Tarifa dos táxis sofre reajuste de 5,7%

Depois de mais de três meses sem resposta da Prefeitura de Niterói, os taxistas da cidade tiveram uma boa notícia nesta quarta-feira (23) com a publicação do decreto que autoriza o aumento das tarifas no município. O reajuste de 5,7% atende a uma solicitação do sindicato da categoria, que enviou um ofício ao prefeito Rodrigo Neves no último dia 19 de fevereiro.

Com o resjuste, a bandeirada aumentou de R$ 5,25 para R$ 5,55. O quilômetro rodado passa de R$ 2,70 para R$ 2,85 na bandeira 1, e de R$ 3,05 para R$ 3,22 na bandeira 2. A hora parada (espera) sobe de R$ 25,75 para R$ 27,22. Segundo Celso José Wermellinger, que assume no mês que vem a presidência do Sindicato dos Condutores Autônomos de Veículos Rodoviários da Zona Norte do Estado do Rio de Janeiro (Sindtáxi), que além de Niterói abrange outros municipios das regiões Metropolitana e dos Lagos, o reajuste vem em boa hora e ajuda um pouco a amenizar a alta dos combustíveis.

“Foi uma surpresa para nós, pois desde quando enviamos o ofício ao prefeito Rodrigo Neves, em 19 de fevereiro, aguardávamos uma resposta, que finalmente veio hoje (ontem). Ajuda um pouco a amenizar o impacto do aumento dos combustíveis”, diz Wermellinger, lembrando que o último reajuste nas tarifas dos táxis aconteceu em 2016.

A Subsecretaria Municipal de Transportes distribuirá aos taxistas a partir da próxima segunda-feira (28) tabelas com os novos valores, que deverão ser usadas até a aferição dos taxímetros.Cada taxista receberá duas tabelas. Uma para conferência do condutor e outra para conferência do passageiro, que deverá obrigatoriamente estar na parte interna do vidro lateral traseiro esquerdo. As tabelas deverão ser usadas até a aferição dos taxímetros em data ainda a ser divulgada.

Niterói possui hoje 1.905 autonomias de táxi válidas. Deste total, 1.410 taxistas fizeram o último recadastramento da prefeitura, em julho do ano passado.

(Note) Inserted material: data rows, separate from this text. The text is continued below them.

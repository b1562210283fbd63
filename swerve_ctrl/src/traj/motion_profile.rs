//! Motion profiles
//!
//! A motion profile describes how a scalar position evolves over time
//! between a start and end goal. Profiles are pure functions of time with a
//! fixed duration, fully determined at construction.

// ---------------------------------------------------------------------------
// IMPORTS
// ---------------------------------------------------------------------------

// Internal
use util::maths::clamp;

// ---------------------------------------------------------------------------
// DATA STRUCTURES
// ---------------------------------------------------------------------------

/// A position/velocity pair a profile starts or ends at.
#[derive(Debug, Copy, Clone, PartialEq)]
pub struct Goal {
    pub position: f64,
    pub velocity: f64,
}

/// The kinematic limits a profile must respect.
#[derive(Debug, Copy, Clone)]
pub struct Constraints {
    pub max_velocity: f64,
    pub max_acceleration: f64,
}

/// The state of a profile at a point in time.
#[derive(Debug, Copy, Clone)]
pub struct State {
    pub time: f64,
    pub position: f64,
    pub velocity: f64,
    pub acceleration: f64,
}

/// A trapezoidal motion profile: constant-acceleration ramp, constant
/// velocity cruise, constant-deceleration ramp.
///
/// The profile handles non-zero and reverse endpoint velocities. When the
/// distance is too short to reach the requested end velocity the profile
/// truncates: it ramps for the whole distance and the achieved end velocity
/// differs from the requested goal. Callers chaining profiles must read the
/// achieved end state with `calculate(duration())` rather than assuming the
/// requested goal was met.
#[derive(Debug, Clone)]
pub struct TrapezoidalMotionProfile {
    start: Goal,
    end: Goal,

    /// Direction of travel along the position axis, +1 or -1.
    direction: f64,

    /// Phase durations: ramp to cruise, cruise, ramp to end.
    ramp_up_time: f64,
    cruise_time: f64,
    ramp_down_time: f64,

    /// Signed accelerations of the two ramp phases in the forward frame.
    ramp_up_acceleration: f64,
    ramp_down_acceleration: f64,

    /// Velocities in the forward frame.
    start_velocity: f64,
    cruise_velocity: f64,
}

// ---------------------------------------------------------------------------
// TRAITS
// ---------------------------------------------------------------------------

/// A motion profile: a pure function from time to kinematic state.
pub trait MotionProfile {
    /// Evaluate the profile at the given time, clamped into `[0, duration]`.
    fn calculate(&self, time: f64) -> State;

    /// The total duration of the profile.
    fn duration(&self) -> f64;

    /// The goal the profile starts from.
    fn start(&self) -> Goal;

    /// The goal the profile was asked to end at.
    ///
    /// Truncated profiles may not achieve this, see
    /// [`TrapezoidalMotionProfile`].
    fn end(&self) -> Goal;

    fn is_finished(&self, time: f64) -> bool {
        time > self.duration()
    }
}

// ---------------------------------------------------------------------------
// IMPLEMENTATIONS
// ---------------------------------------------------------------------------

impl TrapezoidalMotionProfile {
    pub fn new(start: Goal, end: Goal, constraints: Constraints) -> Self {
        let distance = end.position - start.position;
        let direction = if distance < 0.0 { -1.0 } else { 1.0 };

        // Work in the forward frame where travel is in +ve position
        let d = distance.abs();
        let v0 = direction * start.velocity;
        let v1 = direction * end.velocity;

        let max_v = constraints.max_velocity;
        let max_a = constraints.max_acceleration;

        // The highest cruise velocity which still leaves room to ramp down
        // to the end velocity within the distance
        let reachable = ((2.0 * max_a * d + v0 * v0 + v1 * v1) / 2.0).max(0.0).sqrt();
        let cruise = max_v.min(reachable);

        if cruise >= v0.max(v1) {
            // Full profile: ramp up to cruise, cruise, ramp down
            let ramp_up_time = (cruise - v0) / max_a;
            let ramp_down_time = (cruise - v1) / max_a;

            let ramp_up_distance = 0.5 * (cruise + v0) * ramp_up_time;
            let ramp_down_distance = 0.5 * (cruise + v1) * ramp_down_time;

            let cruise_distance = (d - ramp_up_distance - ramp_down_distance).max(0.0);
            let cruise_time = if cruise > 0.0 {
                cruise_distance / cruise
            } else {
                0.0
            };

            Self {
                start,
                end,
                direction,
                ramp_up_time,
                cruise_time,
                ramp_down_time,
                ramp_up_acceleration: max_a,
                ramp_down_acceleration: -max_a,
                start_velocity: v0,
                cruise_velocity: cruise,
            }
        } else if v1 >= v0 {
            // The distance is too short to reach the end velocity, ramp up
            // for the whole distance
            let achieved = (v0 * v0 + 2.0 * max_a * d).sqrt();
            let ramp_up_time = (achieved - v0) / max_a;

            Self {
                start,
                end,
                direction,
                ramp_up_time,
                cruise_time: 0.0,
                ramp_down_time: 0.0,
                ramp_up_acceleration: max_a,
                ramp_down_acceleration: 0.0,
                start_velocity: v0,
                cruise_velocity: achieved,
            }
        } else {
            // The distance is too short to slow down to the end velocity,
            // ramp down for the whole distance. If the velocity hits zero
            // before the distance is covered the profile stops short, which
            // is a caller configuration error.
            let achieved = (v0 * v0 - 2.0 * max_a * d).max(0.0).sqrt();
            let ramp_down_time = (v0 - achieved) / max_a;

            Self {
                start,
                end,
                direction,
                ramp_up_time: 0.0,
                cruise_time: 0.0,
                ramp_down_time,
                ramp_up_acceleration: 0.0,
                ramp_down_acceleration: -max_a,
                start_velocity: v0,
                cruise_velocity: v0,
            }
        }
    }
}

impl MotionProfile for TrapezoidalMotionProfile {
    fn calculate(&self, time: f64) -> State {
        let time = clamp(&time, &0.0, &self.duration());

        // Evaluate the phase the time falls in, accumulating position over
        // the completed phases
        let (position, velocity, acceleration) = if time < self.ramp_up_time {
            let t = time;
            (
                self.start_velocity * t + 0.5 * self.ramp_up_acceleration * t * t,
                self.start_velocity + self.ramp_up_acceleration * t,
                self.ramp_up_acceleration,
            )
        } else if time < self.ramp_up_time + self.cruise_time {
            let t = time - self.ramp_up_time;
            (self.ramp_up_distance() + self.cruise_velocity * t, self.cruise_velocity, 0.0)
        } else {
            let t = time - self.ramp_up_time - self.cruise_time;
            (
                self.ramp_up_distance()
                    + self.cruise_velocity * self.cruise_time
                    + self.cruise_velocity * t
                    + 0.5 * self.ramp_down_acceleration * t * t,
                self.cruise_velocity + self.ramp_down_acceleration * t,
                self.ramp_down_acceleration,
            )
        };

        State {
            time,
            position: self.start.position + self.direction * position,
            velocity: self.direction * velocity,
            acceleration: self.direction * acceleration,
        }
    }

    fn duration(&self) -> f64 {
        self.ramp_up_time + self.cruise_time + self.ramp_down_time
    }

    fn start(&self) -> Goal {
        self.start
    }

    fn end(&self) -> Goal {
        self.end
    }
}

impl TrapezoidalMotionProfile {
    fn ramp_up_distance(&self) -> f64 {
        self.start_velocity * self.ramp_up_time
            + 0.5 * self.ramp_up_acceleration * self.ramp_up_time * self.ramp_up_time
    }
}

// ---------------------------------------------------------------------------
// TESTS
// ---------------------------------------------------------------------------

#[cfg(test)]
mod test {
    use super::*;
    use approx::assert_abs_diff_eq;

    const ALLOWABLE_POSITION_ERROR: f64 = 1.0e-9;
    const ALLOWABLE_VELOCITY_ERROR: f64 = 1.0e-9;

    fn verify_start_end(profile: &TrapezoidalMotionProfile) {
        let profile_start = profile.calculate(0.0);
        let profile_end = profile.calculate(profile.duration());

        assert_abs_diff_eq!(
            profile.start().position,
            profile_start.position,
            epsilon = ALLOWABLE_POSITION_ERROR
        );
        assert_abs_diff_eq!(
            profile.start().velocity,
            profile_start.velocity,
            epsilon = ALLOWABLE_VELOCITY_ERROR
        );
        assert_abs_diff_eq!(
            profile.end().position,
            profile_end.position,
            epsilon = ALLOWABLE_POSITION_ERROR
        );
        assert_abs_diff_eq!(
            profile.end().velocity,
            profile_end.velocity,
            epsilon = ALLOWABLE_VELOCITY_ERROR
        );
    }

    #[test]
    fn test_forward_start_end() {
        let profile = TrapezoidalMotionProfile::new(
            Goal { position: 0.0, velocity: 0.0 },
            Goal { position: 10.0, velocity: 0.0 },
            Constraints { max_velocity: 1.0, max_acceleration: 1.0 },
        );
        verify_start_end(&profile);
    }

    #[test]
    fn test_forward_non_zero_start_end() {
        let profile = TrapezoidalMotionProfile::new(
            Goal { position: -1.0, velocity: 2.5 },
            Goal { position: 10.0, velocity: 0.5 },
            Constraints { max_velocity: 5.0, max_acceleration: 2.0 },
        );
        verify_start_end(&profile);
    }

    #[test]
    fn test_reverse_start_end() {
        let profile = TrapezoidalMotionProfile::new(
            Goal { position: 10.0, velocity: 0.0 },
            Goal { position: 0.0, velocity: 0.0 },
            Constraints { max_velocity: 1.0, max_acceleration: 1.0 },
        );
        verify_start_end(&profile);
    }

    #[test]
    fn test_reverse_non_zero_start_end() {
        let profile = TrapezoidalMotionProfile::new(
            Goal { position: 10.0, velocity: 2.5 },
            Goal { position: -2.3, velocity: -2.0 },
            Constraints { max_velocity: 5.0, max_acceleration: 2.0 },
        );
        verify_start_end(&profile);
    }

    #[test]
    fn test_velocity_never_exceeds_constraint() {
        let profile = TrapezoidalMotionProfile::new(
            Goal { position: 0.0, velocity: 0.0 },
            Goal { position: 15.0, velocity: 0.0 },
            Constraints { max_velocity: 10.0, max_acceleration: 5.0 },
        );

        let steps = 1000;
        for i in 0..=steps {
            let t = profile.duration() * i as f64 / steps as f64;
            assert!(profile.calculate(t).velocity.abs() <= 10.0 + 1e-9);
        }
    }

    #[test]
    fn test_truncated_profile_reports_achieved_velocity() {
        // 1 unit of distance is not enough to reach 10 velocity at 2
        // acceleration, the profile ramps for the whole distance instead
        let profile = TrapezoidalMotionProfile::new(
            Goal { position: 0.0, velocity: 0.0 },
            Goal { position: 1.0, velocity: 10.0 },
            Constraints { max_velocity: 10.0, max_acceleration: 2.0 },
        );

        let achieved = profile.calculate(profile.duration());
        assert_abs_diff_eq!(achieved.position, 1.0, epsilon = 1e-9);
        assert_abs_diff_eq!(achieved.velocity, 2.0, epsilon = 1e-9);
        assert!(achieved.velocity < profile.end().velocity);
    }

    #[test]
    fn test_is_finished() {
        let profile = TrapezoidalMotionProfile::new(
            Goal { position: 0.0, velocity: 0.0 },
            Goal { position: 1.0, velocity: 0.0 },
            Constraints { max_velocity: 1.0, max_acceleration: 1.0 },
        );

        assert!(!profile.is_finished(0.0));
        assert!(!profile.is_finished(profile.duration()));
        assert!(profile.is_finished(profile.duration() + 1e-6));
    }
}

Aplicativos – A alta dos combustíveis vem afetando também os motoristas de aplicativos de transportes de passageiros. Com tarifas bem inferiores aos táxis (cerca de R$ 1,40 por quilômetro rodado), muitos reclamam que está ficando impraticável trabalhar, já que há mais de dois anos empresas como a Uber, que atua há mais tempo no mercado, não reajustam seus preços há mais de dois anos.

A exceção fica por conta da cidade do Rio, que recentemente regulamentou o uso dos aplicativos que agora pagam 1% de cada corrida à Prefeitura. Mpor conta disso, a Uber resjusttou a tarifa para R$ 1,60 por quilômetro, mas apenas em algumas regiões como Centro, Zona Sul e Barra da Tijuca.

“Estamos praticamente pagando para trabalhar. Mas com essa crise, os aplicativos acabam sendo a única opção, mas está muito difícil por conta do alto preço dos combustíveis. O gás no início de janeiro custava R$ 1,69 o metro cúbico, e hoje está cerca de R$ 2,50”, diz um motorissta da Uber que pediu para não ser identificado.

Questionada sobre a previsão de regulamentação dos aplicativos na cidade, a Prefeitura de Niterói não retornou os contatos da reportagem.